I have discovered what seems to be a bug in the <random> header. Have a look
at this sample program:
#include <random>
#include <iostream>
int main()
{
// Uniform distribution using mt19937 generator with 2^19937-1 cycle.
typedef std::tr1::variate_generator<std::tr1::mt19937&,
std::tr1::uniform_int<int>> UniformReal6419937;
std::tr1::uniform_int<int> distr(0, 2);
std::tr1::mt19937 mt19937;
UniformReal6419937 generator(mt19937, distr);
for( int i=0; i<20; i++ )
{
std::cout << generator() << std::endl;
}
return 0;
}
I expect the output to be a mixture of 0, 1, and 2. However, this is what is
printed:
0
0
0
0
0
0
0
0
-1
0
0
-1
0
0
-1
0
0
0
0
0
Changing to boost writes this:
1
1
0
0
2
2
2
2
2
0
0
2
2
0
2
2
2
0
1
1
This might have been reported already, otherwise maybe one of the MVPs could
file it to Microsoft?
Thanks in advance!
--
Daniel
variate_generator was broken in VC9 SP1. We hotfixed this
(http://blogs.msdn.com/vcblog/archive/2008/12/17/vc9-sp1-hotfix-for-the-vector-function-ft-crash.aspx
), but the hotfix package was broken, so we're regenerating it.

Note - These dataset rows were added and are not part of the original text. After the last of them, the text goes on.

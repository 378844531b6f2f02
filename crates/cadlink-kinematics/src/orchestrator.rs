//! Tree traversal with per-node futures.
//!
//! Every tree node owns a `watch` channel that starts `Pending` and is
//! resolved exactly once, to `Ready` or `Absent`. One task per edge waits
//! for its parent's channel, takes a permit from a shared semaphore,
//! computes its child and resolves the child's channel. Permits are taken
//! only after the parent resolved, so waiting tasks never starve the pool.
//!
//! Tasks return their output through a `JoinSet`; this module alone merges
//! outputs into the model, in breadth-first order, so the result does not
//! depend on completion order.

use std::collections::BTreeMap;
use std::sync::Arc;

use cadlink_graph::{RootedTree, TreeEdge};
use cadlink_ir::naming::sanitize;
use cadlink_ir::{AssemblyInput, DocumentRef, OccurrenceId, Part};
use cadlink_math::Transform;
use tokio::sync::{watch, Semaphore};
use tokio::task::JoinSet;

use crate::assets::DownloadDescriptor;
use crate::compose::{child_mesh_to_body, express_inertial, joint_origin, root_mesh_to_body};
use crate::config::{JointPolicy, SynthesisConfig};
use crate::error::{KinematicsError, Result};
use crate::mimic::{prune_dangling, MimicResolver};
use crate::model::{Body, Joint, KinematicModel, MeshRef, SynthesisWarning};
use crate::names::{EdgeNames, NameTable};
use crate::orient::{orient_mates, OrientedMates};
use crate::palette::material_for;
use crate::synth::{synthesize_joints, JointRequest};

/// What a child needs from its resolved parent.
#[derive(Debug, Clone)]
struct NodeFrame {
    body: String,
    mesh_to_body: Transform,
}

#[derive(Debug, Clone)]
enum NodeState {
    Pending,
    Ready(Arc<NodeFrame>),
    Absent,
}

/// Output of one edge task.
#[derive(Debug)]
struct EdgeOutput {
    body: String,
    bodies: Vec<Body>,
    joints: Vec<Joint>,
    asset: DownloadDescriptor,
    warning: Option<SynthesisWarning>,
}

#[derive(Debug)]
enum EdgeOutcome {
    Done(EdgeOutput),
    Missing { parent: OccurrenceId },
    Skipped { parent: OccurrenceId },
    Failed(KinematicsError),
}

/// Read-only state shared by every edge task.
struct SynthesisContext {
    parts: BTreeMap<OccurrenceId, Part>,
    document: DocumentRef,
    oriented: OrientedMates,
    names: NameTable,
    mimics: MimicResolver,
    policy: JointPolicy,
}

impl SynthesisContext {
    fn part(&self, occurrence: &str) -> Result<&Part> {
        self.parts
            .get(occurrence)
            .ok_or_else(|| KinematicsError::MissingPart(occurrence.to_string()))
    }

    fn body_name(&self, occurrence: &str) -> Result<&str> {
        self.names
            .body(occurrence)
            .ok_or_else(|| KinematicsError::MissingPart(occurrence.to_string()))
    }

    fn root(&self, root: &str) -> Result<(NodeFrame, Body, DownloadDescriptor)> {
        let part = self.part(root)?;
        let name = self.body_name(root)?;
        let mesh_to_body = root_mesh_to_body(part);
        tracing::info!("Creating root body {} from {}", name, part.name);
        Ok((
            NodeFrame {
                body: name.to_string(),
                mesh_to_body,
            },
            part_body(name, part, &mesh_to_body),
            DownloadDescriptor::for_part(part, &self.document, name, mesh_to_body),
        ))
    }

    fn edge(&self, edge: &TreeEdge, parent: &NodeFrame) -> Result<(NodeFrame, EdgeOutput)> {
        let mate = self
            .oriented
            .get(edge)
            .ok_or_else(|| KinematicsError::MissingTopology {
                parent: edge.parent.clone(),
                child: edge.child.clone(),
            })?;
        let parent_part = self.part(&edge.parent)?;
        let child_part = self.part(&edge.child)?;
        let child = self.body_name(&edge.child)?;

        let mesh_to_body = child_mesh_to_body(mate)?;
        let origin = joint_origin(&parent.mesh_to_body, parent_part, mate);
        tracing::info!("Creating joint from {} to {}", parent.body, child);
        tracing::debug!("Joint origin for {}: {:?}", mate.name, origin.to_row_major());

        let fallback;
        let names = match self.names.edge(&mate.id) {
            Some(names) => names,
            None => {
                fallback = EdgeNames::Single(sanitize(&mate.name));
                &fallback
            }
        };
        let synthesis = synthesize_joints(
            mate,
            JointRequest {
                parent: &parent.body,
                child,
                origin,
                mimic: self.mimics.mimic_for(&mate.id),
                names,
            },
            &self.policy,
        );

        let mut bodies = synthesis.auxiliary_bodies;
        bodies.push(part_body(child, child_part, &mesh_to_body));

        Ok((
            NodeFrame {
                body: child.to_string(),
                mesh_to_body,
            },
            EdgeOutput {
                body: child.to_string(),
                bodies,
                joints: synthesis.joints,
                asset: DownloadDescriptor::for_part(child_part, &self.document, child, mesh_to_body),
                warning: synthesis.warning,
            },
        ))
    }
}

fn part_body(name: &str, part: &Part, mesh_to_body: &Transform) -> Body {
    Body {
        name: name.to_string(),
        mesh: Some(MeshRef {
            file_name: format!("{name}.stl"),
        }),
        material: Some(material_for(name)),
        inertial: express_inertial(&part.mass_properties, mesh_to_body),
    }
}

async fn run_edge(
    ctx: Arc<SynthesisContext>,
    edge: TreeEdge,
    mut parent_rx: watch::Receiver<NodeState>,
    child_tx: watch::Sender<NodeState>,
    permits: Arc<Semaphore>,
) -> EdgeOutcome {
    // A closed channel means the parent's task died before resolving.
    let parent_state = match parent_rx
        .wait_for(|s| !matches!(s, NodeState::Pending))
        .await
    {
        Ok(state) => (*state).clone(),
        Err(_) => NodeState::Absent,
    };
    let NodeState::Ready(parent) = parent_state else {
        tracing::warn!("Skipping {}: parent {} is absent", edge.child, edge.parent);
        child_tx.send_replace(NodeState::Absent);
        return EdgeOutcome::Skipped {
            parent: edge.parent,
        };
    };

    let _permit = match permits.acquire_owned().await {
        Ok(permit) => permit,
        Err(e) => {
            child_tx.send_replace(NodeState::Absent);
            return EdgeOutcome::Failed(KinematicsError::TaskFailed(e.to_string()));
        }
    };

    match ctx.edge(&edge, &parent) {
        Ok((frame, output)) => {
            child_tx.send_replace(NodeState::Ready(Arc::new(frame)));
            EdgeOutcome::Done(output)
        }
        Err(KinematicsError::MissingTopology { parent: occurrence, .. }) => {
            child_tx.send_replace(NodeState::Absent);
            EdgeOutcome::Missing { parent: occurrence }
        }
        Err(e) => {
            child_tx.send_replace(NodeState::Absent);
            EdgeOutcome::Failed(e)
        }
    }
}

fn insert_once<V>(
    map: &mut BTreeMap<String, V>,
    kind: &'static str,
    name: String,
    value: V,
) -> Result<()> {
    if map.contains_key(&name) {
        return Err(KinematicsError::DuplicateName { kind, name });
    }
    map.insert(name, value);
    Ok(())
}

/// Synthesize the kinematic model of `input` over `tree`.
///
/// Missing mates, unsupported mate types and unresolvable relations degrade
/// the output and are reported in [`KinematicModel::warnings`]. A tree node
/// without a part, a singular mate frame or a name collision fails the run.
pub async fn synthesize(
    input: &AssemblyInput,
    tree: &RootedTree,
    config: &SynthesisConfig,
) -> Result<KinematicModel> {
    config.validate()?;

    let relations = input.relation_table();
    let oriented = orient_mates(tree, &input.mate_table(), relations.entries);
    let names = NameTable::build(tree, &input.parts, &oriented)?;
    let mimics = MimicResolver::build(&oriented, &names);
    let mut warnings: Vec<SynthesisWarning> = relations
        .conflicts
        .into_iter()
        .map(SynthesisWarning::RelationConflict)
        .collect();
    warnings.extend_from_slice(mimics.warnings());

    let ctx = Arc::new(SynthesisContext {
        parts: input.parts.clone(),
        document: input.document.clone(),
        oriented,
        names,
        mimics,
        policy: config.joint_policy.clone(),
    });

    let mut model = KinematicModel::default();
    let (root_frame, root_body, root_asset) = ctx.root(tree.root())?;
    model.root = root_body.name.clone();
    model.assets.insert(root_body.name.clone(), root_asset);
    model.bodies.insert(root_body.name.clone(), root_body);

    let mut senders = BTreeMap::new();
    let mut receivers = BTreeMap::new();
    for node in tree.walk() {
        let (tx, rx) = watch::channel(NodeState::Pending);
        senders.insert(node.to_string(), tx);
        receivers.insert(node.to_string(), rx);
    }
    if let Some(tx) = senders.remove(tree.root()) {
        tx.send_replace(NodeState::Ready(Arc::new(root_frame)));
        // Keep the root channel open until every task has read it.
        senders.insert(tree.root().to_string(), tx);
    }

    let permits = Arc::new(Semaphore::new(config.max_concurrency));
    let mut tasks = JoinSet::new();
    for edge in tree.edges() {
        let (Some(parent_rx), Some(child_tx)) =
            (receivers.get(&edge.parent).cloned(), senders.remove(&edge.child))
        else {
            return Err(KinematicsError::TaskFailed(format!(
                "no channel for edge {} -> {}",
                edge.parent, edge.child
            )));
        };
        let ctx = Arc::clone(&ctx);
        let permits = Arc::clone(&permits);
        let edge = edge.clone();
        tasks.spawn(async move {
            let child = edge.child.clone();
            (child, run_edge(ctx, edge, parent_rx, child_tx, permits).await)
        });
    }
    drop(receivers);

    let mut outcomes: BTreeMap<String, EdgeOutcome> = BTreeMap::new();
    while let Some(joined) = tasks.join_next().await {
        match joined {
            Ok((_, EdgeOutcome::Failed(e))) => {
                tasks.abort_all();
                return Err(e);
            }
            Ok((child, outcome)) => {
                outcomes.insert(child, outcome);
            }
            Err(e) => {
                tracing::error!("Synthesis task failed: {}", e);
            }
        }
    }
    drop(senders);

    for node in tree.walk().skip(1) {
        match outcomes.remove(node) {
            Some(EdgeOutcome::Done(output)) => {
                for body in output.bodies {
                    insert_once(&mut model.bodies, "body", body.name.clone(), body)?;
                }
                for joint in output.joints {
                    insert_once(&mut model.joints, "joint", joint.name.clone(), joint)?;
                }
                model.assets.insert(output.body, output.asset);
                warnings.extend(output.warning);
            }
            Some(EdgeOutcome::Missing { parent }) => {
                warnings.push(SynthesisWarning::MissingTopology {
                    parent,
                    child: node.to_string(),
                });
            }
            Some(EdgeOutcome::Skipped { parent }) => {
                warnings.push(SynthesisWarning::SkippedSubtree {
                    node: node.to_string(),
                    parent,
                });
            }
            Some(EdgeOutcome::Failed(e)) => return Err(e),
            None => {
                // Task panicked; its children already saw a closed channel.
                return Err(KinematicsError::TaskFailed(format!(
                    "no result for node {node}"
                )));
            }
        }
    }

    warnings.extend(prune_dangling(&mut model.joints));
    model.warnings = warnings;
    tracing::info!(
        "Synthesized {} bodies and {} joints ({} warnings)",
        model.bodies.len(),
        model.joints.len(),
        model.warnings.len()
    );
    Ok(model)
}

/// Blocking wrapper around [`synthesize`] for callers without a runtime.
///
/// Must not be called from inside a tokio runtime.
pub fn synthesize_blocking(
    input: &AssemblyInput,
    tree: &RootedTree,
    config: &SynthesisConfig,
) -> Result<KinematicModel> {
    let runtime = tokio::runtime::Builder::new_multi_thread()
        .enable_all()
        .build()
        .map_err(|e| KinematicsError::TaskFailed(e.to_string()))?;
    runtime.block_on(synthesize(input, tree, config))
}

However, I once tried to use variate_generator<mt19937, uniform_int<int> >,
and P.J. Plauger (PJP) told me this:
"The program is ill formed, according to TR1, because you can't convert all
values of the engine type (unsigned long) to the distribution type (int).
Converting the engine max() to int makes it -1, which leads to a zero divide
and +/- Inf generated values, which then get mapped to the whimsical int
values.
Note that variate_generator has been removed from C++0X."
As you may know, Microsoft has licensed its C++ Standard Library and TR1
implementations from Dinkumware; PJP maintains Dinkumware's implementations,
while I work with him to integrate his changes into Microsoft's sources.
Stephan T. Lavavej
Visual C++ Libraries Developer
"Daniel Lidström" <som...@microsoft.com> wrote in message
news:eAhmiHJd...@TK2MSFTNGP03.phx.gbl...
Many thanks for your answer Stephan.